Saved entries
◇ ◇ ◇

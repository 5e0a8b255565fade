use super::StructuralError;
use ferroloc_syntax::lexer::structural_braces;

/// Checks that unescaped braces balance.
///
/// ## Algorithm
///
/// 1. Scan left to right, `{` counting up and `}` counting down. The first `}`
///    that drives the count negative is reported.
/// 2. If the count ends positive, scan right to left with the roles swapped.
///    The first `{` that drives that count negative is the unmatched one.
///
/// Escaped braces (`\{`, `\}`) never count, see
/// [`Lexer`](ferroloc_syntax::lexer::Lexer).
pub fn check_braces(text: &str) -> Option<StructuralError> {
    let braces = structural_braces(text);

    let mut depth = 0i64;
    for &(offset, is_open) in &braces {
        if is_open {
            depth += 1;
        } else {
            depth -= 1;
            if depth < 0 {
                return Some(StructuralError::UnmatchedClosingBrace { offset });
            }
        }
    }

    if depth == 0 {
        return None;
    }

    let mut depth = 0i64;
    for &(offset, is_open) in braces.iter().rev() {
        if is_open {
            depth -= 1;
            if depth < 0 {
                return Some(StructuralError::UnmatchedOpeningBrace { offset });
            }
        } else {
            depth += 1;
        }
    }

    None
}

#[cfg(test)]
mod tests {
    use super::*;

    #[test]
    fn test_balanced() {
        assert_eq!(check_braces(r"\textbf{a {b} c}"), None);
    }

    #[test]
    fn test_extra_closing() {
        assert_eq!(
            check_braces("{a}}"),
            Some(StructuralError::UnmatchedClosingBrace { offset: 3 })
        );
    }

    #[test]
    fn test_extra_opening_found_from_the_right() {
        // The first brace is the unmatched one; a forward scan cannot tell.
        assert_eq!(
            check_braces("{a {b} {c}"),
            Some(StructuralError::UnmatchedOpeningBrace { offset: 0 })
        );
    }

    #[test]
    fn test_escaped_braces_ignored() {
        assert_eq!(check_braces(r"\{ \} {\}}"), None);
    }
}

◇ ◇ ◇

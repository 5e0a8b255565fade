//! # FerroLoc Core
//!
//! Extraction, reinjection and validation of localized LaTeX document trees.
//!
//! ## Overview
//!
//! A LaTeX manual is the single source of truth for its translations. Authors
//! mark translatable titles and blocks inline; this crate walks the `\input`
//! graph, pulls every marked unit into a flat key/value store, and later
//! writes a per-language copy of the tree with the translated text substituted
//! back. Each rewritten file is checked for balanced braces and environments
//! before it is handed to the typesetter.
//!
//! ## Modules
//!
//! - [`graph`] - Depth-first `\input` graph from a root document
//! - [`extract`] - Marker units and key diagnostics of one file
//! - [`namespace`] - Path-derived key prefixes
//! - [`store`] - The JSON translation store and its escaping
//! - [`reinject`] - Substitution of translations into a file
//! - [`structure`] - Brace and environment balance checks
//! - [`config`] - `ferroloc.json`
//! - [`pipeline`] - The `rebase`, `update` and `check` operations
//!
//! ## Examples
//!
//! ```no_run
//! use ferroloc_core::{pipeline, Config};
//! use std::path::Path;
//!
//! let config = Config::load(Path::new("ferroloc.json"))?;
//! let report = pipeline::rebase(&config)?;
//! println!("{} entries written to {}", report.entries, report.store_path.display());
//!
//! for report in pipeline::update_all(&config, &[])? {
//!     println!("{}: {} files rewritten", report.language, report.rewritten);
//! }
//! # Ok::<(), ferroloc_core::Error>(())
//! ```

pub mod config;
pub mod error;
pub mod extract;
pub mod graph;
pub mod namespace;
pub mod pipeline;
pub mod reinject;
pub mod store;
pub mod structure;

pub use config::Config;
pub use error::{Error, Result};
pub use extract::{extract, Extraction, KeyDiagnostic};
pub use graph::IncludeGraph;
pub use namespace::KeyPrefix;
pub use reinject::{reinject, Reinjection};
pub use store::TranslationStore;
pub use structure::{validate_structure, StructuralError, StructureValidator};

◇ ◇ ◇

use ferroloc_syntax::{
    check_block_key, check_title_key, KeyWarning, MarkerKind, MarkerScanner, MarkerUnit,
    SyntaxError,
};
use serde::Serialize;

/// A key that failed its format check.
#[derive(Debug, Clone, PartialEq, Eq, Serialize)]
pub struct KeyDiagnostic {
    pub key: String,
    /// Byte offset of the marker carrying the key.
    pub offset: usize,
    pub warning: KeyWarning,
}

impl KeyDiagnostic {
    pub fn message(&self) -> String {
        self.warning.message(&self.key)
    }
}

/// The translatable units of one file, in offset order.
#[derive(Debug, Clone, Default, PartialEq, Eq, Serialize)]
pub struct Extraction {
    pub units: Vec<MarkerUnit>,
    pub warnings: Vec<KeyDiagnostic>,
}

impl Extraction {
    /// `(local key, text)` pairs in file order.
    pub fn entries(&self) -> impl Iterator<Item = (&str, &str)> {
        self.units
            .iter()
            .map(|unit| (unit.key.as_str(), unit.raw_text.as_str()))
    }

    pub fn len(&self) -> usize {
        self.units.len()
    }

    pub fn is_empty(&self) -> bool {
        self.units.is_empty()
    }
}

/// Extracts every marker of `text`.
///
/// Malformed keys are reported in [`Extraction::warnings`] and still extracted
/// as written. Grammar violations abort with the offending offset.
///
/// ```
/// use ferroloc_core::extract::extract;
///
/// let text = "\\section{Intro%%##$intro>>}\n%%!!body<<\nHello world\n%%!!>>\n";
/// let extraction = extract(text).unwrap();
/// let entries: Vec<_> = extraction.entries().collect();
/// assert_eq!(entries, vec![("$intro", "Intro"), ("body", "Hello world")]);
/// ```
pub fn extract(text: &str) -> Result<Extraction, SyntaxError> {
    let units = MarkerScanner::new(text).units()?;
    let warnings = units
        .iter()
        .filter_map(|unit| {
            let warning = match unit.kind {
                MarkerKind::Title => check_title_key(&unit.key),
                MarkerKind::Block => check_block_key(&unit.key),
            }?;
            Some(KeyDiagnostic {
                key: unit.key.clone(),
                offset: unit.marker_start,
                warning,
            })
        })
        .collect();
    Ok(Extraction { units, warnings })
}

◇ ◇ ◇

The word "UnmatchedOpeningBrace" appears in some of the lines above. Copy those lines.

                return Some(StructuralError::UnmatchedOpeningBrace { offset });
            Some(StructuralError::UnmatchedOpeningBrace { offset: 0 })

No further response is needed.